Looking at the entries, how many lines hold the word "crate"? State the number by itself.

Collected data entries

====

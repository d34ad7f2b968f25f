use crate::protocol::constants::*;
use crate::protocol::*;
use crate::Result;
use log::warn;

/// Every message the publisher sends or understands, one case per kind
#[derive(Debug, Clone, PartialEq)]
pub enum RtmpMessage {
    SetChunkSize(u32),
    Abort { chunk_stream_id: u32 },
    Acknowledgement { sequence_number: u32 },
    UserControl(UserControlEvent),
    WindowAckSize(u32),
    SetPeerBandwidth { window_size: u32, limit: PeerBandwidthLimit },

    /// `_result` response
    Result(RtmpCommand),

    /// `_error` response
    Error(RtmpCommand),

    /// `onStatus` notification
    OnStatus(RtmpCommand),

    /// Any other AMF0 command
    Command(RtmpCommand),

    /// AMF0 data message
    Data(RtmpData),

    Audio { timestamp: u32, payload: Vec<u8> },
    Video { timestamp: u32, payload: Vec<u8> },

    /// Recognized on the wire but not modelled (AMF3, shared objects, aggregates)
    Unknown { message_type: u8, payload: Vec<u8> },
}

impl RtmpMessage {
    /// Decode a reassembled packet by its type ID
    pub fn from_packet(packet: &RtmpPacket) -> Result<Self> {
        let payload = &packet.payload;
        let message = match packet.message_type() {
            MSG_TYPE_SET_CHUNK_SIZE => RtmpMessage::SetChunkSize(decode_set_chunk_size(payload)?),
            MSG_TYPE_ABORT => RtmpMessage::Abort { chunk_stream_id: decode_u32(payload)? },
            MSG_TYPE_ACK => RtmpMessage::Acknowledgement { sequence_number: decode_u32(payload)? },
            MSG_TYPE_USER_CONTROL => RtmpMessage::UserControl(UserControlEvent::decode(payload)?),
            MSG_TYPE_WINDOW_ACK => RtmpMessage::WindowAckSize(decode_u32(payload)?),
            MSG_TYPE_SET_PEER_BW => match decode_peer_bandwidth(payload) {
                Ok((window_size, limit)) => RtmpMessage::SetPeerBandwidth { window_size, limit },
                // Well formed but with a limit type outside 0..=2
                Err(err) if payload.len() >= 5 => {
                    warn!("Keeping peer bandwidth message raw: {}", err);
                    RtmpMessage::Unknown { message_type: MSG_TYPE_SET_PEER_BW, payload: payload.clone() }
                }
                Err(err) => return Err(err),
            },
            MSG_TYPE_COMMAND_AMF0 => {
                let command = RtmpCommand::decode(payload)?;
                match command.name.as_str() {
                    "_result" => RtmpMessage::Result(command),
                    "_error" => RtmpMessage::Error(command),
                    "onStatus" => RtmpMessage::OnStatus(command),
                    _ => RtmpMessage::Command(command),
                }
            }
            MSG_TYPE_DATA_AMF0 => RtmpMessage::Data(RtmpData::decode(payload)?),
            MSG_TYPE_AUDIO => RtmpMessage::Audio {
                timestamp: packet.timestamp(),
                payload: payload.clone(),
            },
            MSG_TYPE_VIDEO => RtmpMessage::Video {
                timestamp: packet.timestamp(),
                payload: payload.clone(),
            },
            other => RtmpMessage::Unknown {
                message_type: other,
                payload: payload.clone(),
            },
        };
        Ok(message)
    }

    /// Encode into a packet addressed to `message_stream_id`.
    ///
    /// Protocol control messages always travel on message stream 0.
    pub fn to_packet(&self, message_stream_id: u32) -> Result<RtmpPacket> {
        let packet = match self {
            RtmpMessage::SetChunkSize(size) => {
                RtmpPacket::with_payload(MSG_TYPE_SET_CHUNK_SIZE, 0, 0, encode_set_chunk_size(*size)?)
            }
            RtmpMessage::Abort { chunk_stream_id } => {
                RtmpPacket::with_payload(MSG_TYPE_ABORT, 0, 0, encode_u32(*chunk_stream_id)?)
            }
            RtmpMessage::Acknowledgement { sequence_number } => {
                RtmpPacket::with_payload(MSG_TYPE_ACK, 0, 0, encode_u32(*sequence_number)?)
            }
            RtmpMessage::UserControl(event) => {
                RtmpPacket::with_payload(MSG_TYPE_USER_CONTROL, 0, 0, event.encode()?)
            }
            RtmpMessage::WindowAckSize(size) => {
                RtmpPacket::with_payload(MSG_TYPE_WINDOW_ACK, 0, 0, encode_u32(*size)?)
            }
            RtmpMessage::SetPeerBandwidth { window_size, limit } => {
                RtmpPacket::with_payload(MSG_TYPE_SET_PEER_BW, 0, 0, encode_peer_bandwidth(*window_size, *limit)?)
            }
            RtmpMessage::Result(command)
            | RtmpMessage::Error(command)
            | RtmpMessage::OnStatus(command)
            | RtmpMessage::Command(command) => command.to_packet(message_stream_id)?,
            RtmpMessage::Data(data) => data.to_packet(message_stream_id)?,
            RtmpMessage::Audio { timestamp, payload } => {
                make_audio_packet(payload.clone(), *timestamp, message_stream_id)
            }
            RtmpMessage::Video { timestamp, payload } => {
                make_video_packet(payload.clone(), *timestamp, message_stream_id)
            }
            RtmpMessage::Unknown { message_type, payload } => {
                RtmpPacket::with_payload(*message_type, 0, message_stream_id, payload.clone())
            }
        };
        Ok(packet)
    }

    /// Short name used in logs
    pub fn name(&self) -> &str {
        match self {
            RtmpMessage::SetChunkSize(_) => "SetChunkSize",
            RtmpMessage::Abort { .. } => "Abort",
            RtmpMessage::Acknowledgement { .. } => "Acknowledgement",
            RtmpMessage::UserControl(_) => "UserControl",
            RtmpMessage::WindowAckSize(_) => "WindowAckSize",
            RtmpMessage::SetPeerBandwidth { .. } => "SetPeerBandwidth",
            RtmpMessage::Result(_) => "_result",
            RtmpMessage::Error(_) => "_error",
            RtmpMessage::OnStatus(_) => "onStatus",
            RtmpMessage::Command(command) => command.name.as_str(),
            RtmpMessage::Data(data) => data.data_type.as_str(),
            RtmpMessage::Audio { .. } => "Audio",
            RtmpMessage::Video { .. } => "Video",
            RtmpMessage::Unknown { .. } => "Unknown",
        }
    }
}
mod amf0;
mod decoder;
mod encoder;

pub use amf0::*;
pub use decoder::*;
pub use encoder::*;
use std::time::Duration;
use url::Url;
use crate::{Error, Result};
use crate::processing::Metadata;
use crate::protocol::constants::*;
use crate::session::{NegotiationParams, ServerVariant};
use crate::utils::generate_stream_name;

/// Queue capacity used when throttling is off
const UNTHROTTLED_QUEUE_CAPACITY: usize = 4096;

/// Parsed `rtmp://host[:port]/app` target
#[derive(Debug, Clone, PartialEq, Eq)]
pub struct Endpoint {
    pub host: String,
    pub port: u16,
    pub app: String,

    /// The URI as given, sent as `tcUrl`
    pub tc_url: String,
}

impl Endpoint {
    /// Parse an endpoint URI; the app is everything after the first slash
    pub fn parse(uri: &str) -> Result<Self> {
        let parsed = Url::parse(uri)
            .map_err(|e| Error::config(format!("Invalid URL: {}", e)))?;

        match parsed.scheme() {
            "rtmp" => {}
            scheme => return Err(Error::config(format!("Unsupported scheme: {}", scheme))),
        }

        let host = parsed.host_str()
            .filter(|host| !host.is_empty())
            .ok_or_else(|| Error::config("Missing host in URL"))?;
        let port = parsed.port().unwrap_or(DEFAULT_PORT);

        let app = parsed.path().trim_matches('/');
        if app.is_empty() {
            return Err(Error::config("Missing app in URL"));
        }

        Ok(Endpoint {
            host: host.to_string(),
            port,
            app: app.to_string(),
            tc_url: uri.trim_end_matches('/').to_string(),
        })
    }
}

impl std::fmt::Display for Endpoint {
    fn fmt(&self, f: &mut std::fmt::Formatter<'_>) -> std::fmt::Result {
        write!(f, "rtmp://{}:{}/{}", self.host, self.port, self.app)
    }
}

/// H.264 encoding settings
#[derive(Debug, Clone, PartialEq)]
pub struct VideoProfile {
    pub width: u32,
    pub height: u32,
    pub frame_rate_numerator: u32,
    pub frame_rate_denominator: u32,

    /// Bits per second
    pub bitrate: u32,
}

impl VideoProfile {
    pub fn new(width: u32, height: u32, frame_rate_numerator: u32, frame_rate_denominator: u32, bitrate: u32) -> Self {
        VideoProfile { width, height, frame_rate_numerator, frame_rate_denominator, bitrate }
    }

    pub fn frame_rate(&self) -> f64 {
        if self.frame_rate_denominator == 0 {
            return 0.0;
        }
        self.frame_rate_numerator as f64 / self.frame_rate_denominator as f64
    }
}

/// AAC encoding settings
#[derive(Debug, Clone, PartialEq)]
pub struct AudioProfile {
    pub sample_rate: u32,
    pub channels: u8,
    pub bits_per_sample: u8,

    /// Bits per second
    pub bitrate: u32,

    /// Encoder configuration blob; the AudioSpecificConfig follows a 12 byte prefix
    pub user_data: Option<Vec<u8>>,
}

impl AudioProfile {
    pub fn new(sample_rate: u32, channels: u8, bitrate: u32) -> Self {
        AudioProfile {
            sample_rate,
            channels,
            bits_per_sample: 16,
            bitrate,
            user_data: None,
        }
    }

    pub fn with_user_data(mut self, user_data: Vec<u8>) -> Self {
        self.user_data = Some(user_data);
        self
    }
}

#[derive(Debug, Clone)]
pub struct PublishConfig {
    /// Ingest target
    pub endpoint: Endpoint,

    /// Stream key
    pub stream_name: String,

    /// Command ordering the server expects
    pub server_variant: ServerVariant,

    /// Outbound chunk size
    pub chunk_size: u32,

    /// Key-frame interval in frames
    pub keyframe_interval: u32,

    /// Flush the socket after every queued message
    pub low_latency: bool,

    /// Bound the send queue so producers wait for the socket
    pub throttle: bool,

    /// Timestamp bases in ticks, used to continue numbering after a reconnect
    pub video_timestamp_base: i64,
    pub audio_timestamp_base: i64,

    pub video: Option<VideoProfile>,
    pub audio: Option<AudioProfile>,

    /// TCP connect timeout
    pub connect_timeout: Duration,

    /// Longest wait for each negotiation response
    pub response_timeout: Duration,

    /// Send queue capacity in messages when throttling
    pub send_queue_capacity: usize,

    /// Publish type, `live` unless recording
    pub publish_type: String,
}

impl PublishConfig {
    /// Create config builder
    pub fn builder(endpoint: &str) -> PublishConfigBuilder {
        PublishConfigBuilder::new(endpoint)
    }

    /// Validate configuration
    pub fn validate(&self) -> Result<()> {
        if self.video.is_none() && self.audio.is_none() {
            return Err(Error::config("At least one of video or audio must be configured"));
        }

        if self.stream_name.is_empty() {
            return Err(Error::config("Stream name must not be empty"));
        }

        if let Some(ref video) = self.video {
            if video.frame_rate_numerator == 0 || video.frame_rate_denominator == 0 {
                return Err(Error::config("Video frame rate must be positive"));
            }
            if video.width == 0 || video.height == 0 {
                return Err(Error::config("Video dimensions must be positive"));
            }
        }

        if let Some(ref audio) = self.audio {
            if audio.sample_rate == 0 {
                return Err(Error::config("Audio sample rate must be positive"));
            }
            if audio.channels == 0 {
                return Err(Error::config("Audio channel count must be positive"));
            }
        }

        if self.send_queue_capacity == 0 {
            return Err(Error::config("Send queue capacity must be positive"));
        }

        Ok(())
    }

    /// Queue capacity actually used by the publisher
    pub fn effective_queue_capacity(&self) -> usize {
        if self.throttle {
            self.send_queue_capacity
        } else {
            UNTHROTTLED_QUEUE_CAPACITY
        }
    }

    /// Stream description for `@setDataFrame`
    pub fn metadata(&self) -> Metadata {
        let mut metadata = Metadata::new();
        if let Some(ref video) = self.video {
            metadata = metadata.with_video(
                video.width,
                video.height,
                video.frame_rate(),
                video.bitrate,
                self.keyframe_interval,
            );
        }
        if let Some(ref audio) = self.audio {
            metadata = metadata.with_audio(audio.sample_rate, audio.channels as u32, audio.bitrate);
        }
        metadata
    }

    pub fn negotiation_params(&self) -> NegotiationParams {
        NegotiationParams {
            variant: self.server_variant,
            client_chunk_size: self.chunk_size,
            audio_codecs: self.audio.as_ref().map(|_| SUPPORT_SND_AAC),
            video_codecs: self.video.as_ref().map(|_| SUPPORT_VID_H264),
            metadata: self.metadata(),
            publish_type: self.publish_type.clone(),
            response_timeout: self.response_timeout,
        }
    }
}

/// Builder for PublishConfig
pub struct PublishConfigBuilder {
    endpoint: String,
    stream_name: Option<String>,
    server_variant: ServerVariant,
    chunk_size: u32,
    keyframe_interval: u32,
    low_latency: bool,
    throttle: bool,
    video_timestamp_base: i64,
    audio_timestamp_base: i64,
    video: Option<VideoProfile>,
    audio: Option<AudioProfile>,
    connect_timeout: Duration,
    response_timeout: Duration,
    send_queue_capacity: usize,
    publish_type: String,
}

impl PublishConfigBuilder {
    /// Create new builder
    pub fn new(endpoint: &str) -> Self {
        PublishConfigBuilder {
            endpoint: endpoint.to_string(),
            stream_name: None,
            server_variant: ServerVariant::Standard,
            chunk_size: 4096,
            keyframe_interval: DEFAULT_KEYFRAME_INTERVAL,
            low_latency: false,
            throttle: true,
            video_timestamp_base: 0,
            audio_timestamp_base: 0,
            video: None,
            audio: None,
            connect_timeout: Duration::from_secs(10),
            response_timeout: Duration::from_secs(10),
            send_queue_capacity: 256,
            publish_type: "live".to_string(),
        }
    }

    pub fn stream_name(mut self, name: impl Into<String>) -> Self {
        self.stream_name = Some(name.into());
        self
    }

    pub fn server_variant(mut self, variant: ServerVariant) -> Self {
        self.server_variant = variant;
        self
    }

    /// Set chunk size
    pub fn chunk_size(mut self, size: u32) -> Self {
        self.chunk_size = size;
        self
    }

    pub fn keyframe_interval(mut self, frames: u32) -> Self {
        self.keyframe_interval = frames;
        self
    }

    pub fn low_latency(mut self, enabled: bool) -> Self {
        self.low_latency = enabled;
        self
    }

    pub fn throttle(mut self, enabled: bool) -> Self {
        self.throttle = enabled;
        self
    }

    /// Continue timestamps from a previous session
    pub fn timestamp_bases(mut self, video: i64, audio: i64) -> Self {
        self.video_timestamp_base = video;
        self.audio_timestamp_base = audio;
        self
    }

    pub fn video(mut self, profile: VideoProfile) -> Self {
        self.video = Some(profile);
        self
    }

    pub fn audio(mut self, profile: AudioProfile) -> Self {
        self.audio = Some(profile);
        self
    }

    /// Set connect timeout
    pub fn connect_timeout(mut self, timeout: Duration) -> Self {
        self.connect_timeout = timeout;
        self
    }

    pub fn response_timeout(mut self, timeout: Duration) -> Self {
        self.response_timeout = timeout;
        self
    }

    pub fn send_queue_capacity(mut self, capacity: usize) -> Self {
        self.send_queue_capacity = capacity;
        self
    }

    pub fn publish_type(mut self, publish_type: impl Into<String>) -> Self {
        self.publish_type = publish_type.into();
        self
    }

    /// Build configuration
    pub fn build(self) -> Result<PublishConfig> {
        let config = PublishConfig {
            endpoint: Endpoint::parse(&self.endpoint)?,
            stream_name: self.stream_name.unwrap_or_else(generate_stream_name),
            server_variant: self.server_variant,
            chunk_size: self.chunk_size.clamp(DEFAULT_CHUNK_SIZE, MAX_CHUNK_SIZE),
            keyframe_interval: self.keyframe_interval,
            low_latency: self.low_latency,
            throttle: self.throttle,
            video_timestamp_base: self.video_timestamp_base,
            audio_timestamp_base: self.audio_timestamp_base,
            video: self.video,
            audio: self.audio,
            connect_timeout: self.connect_timeout,
            response_timeout: self.response_timeout,
            send_queue_capacity: self.send_queue_capacity,
            publish_type: self.publish_type,
        };
        config.validate()?;
        Ok(config)
    }
}

#[cfg(test)]
mod tests {
    use super::*;

    #[test]
    fn test_endpoint_parsing() {
        let endpoint = Endpoint::parse("rtmp://ingest.example.com/live").unwrap();
        assert_eq!(endpoint.host, "ingest.example.com");
        assert_eq!(endpoint.port, 1935);
        assert_eq!(endpoint.app, "live");
        assert_eq!(endpoint.tc_url, "rtmp://ingest.example.com/live");

        let endpoint = Endpoint::parse("rtmp://127.0.0.1:19350/app/inst/").unwrap();
        assert_eq!(endpoint.port, 19350);
        assert_eq!(endpoint.app, "app/inst");
    }

    #[test]
    fn test_endpoint_errors() {
        assert!(matches!(Endpoint::parse("rtmp://host"), Err(Error::Configuration(_))));
        assert!(matches!(Endpoint::parse("http://host/live"), Err(Error::Configuration(_))));
        assert!(matches!(Endpoint::parse("not a url"), Err(Error::Configuration(_))));
    }

    #[test]
    fn test_builder_defaults() {
        let config = PublishConfig::builder("rtmp://host/live")
            .audio(AudioProfile::new(44100, 2, 128_000))
            .build()
            .unwrap();

        assert_eq!(config.stream_name.len(), 32);
        assert_eq!(config.server_variant, ServerVariant::Standard);
        assert_eq!(config.keyframe_interval, 60);
        assert_eq!(config.publish_type, "live");

        let params = config.negotiation_params();
        assert_eq!(params.audio_codecs, Some(0x0400));
        assert_eq!(params.video_codecs, None);
        assert_eq!(params.metadata.audio_sample_rate, Some(44100.0));
        assert_eq!(params.metadata.width, None);
    }

    #[test]
    fn test_chunk_size_clamped() {
        let config = PublishConfig::builder("rtmp://host/live")
            .video(VideoProfile::new(640, 360, 30, 1, 800_000))
            .chunk_size(16)
            .build()
            .unwrap();
        assert_eq!(config.chunk_size, 128);
    }

    #[test]
    fn test_requires_media() {
        let result = PublishConfig::builder("rtmp://host/live").build();
        assert!(matches!(result, Err(Error::Configuration(_))));
    }

    #[test]
    fn test_queue_capacity_follows_throttle() {
        let builder = || {
            PublishConfig::builder("rtmp://host/live")
                .video(VideoProfile::new(640, 360, 30000, 1001, 800_000))
                .send_queue_capacity(8)
        };
        assert_eq!(builder().build().unwrap().effective_queue_capacity(), 8);
        assert_eq!(
            builder().throttle(false).build().unwrap().effective_queue_capacity(),
            UNTHROTTLED_QUEUE_CAPACITY
        );
    }
}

====

*Response to this exercise:* 8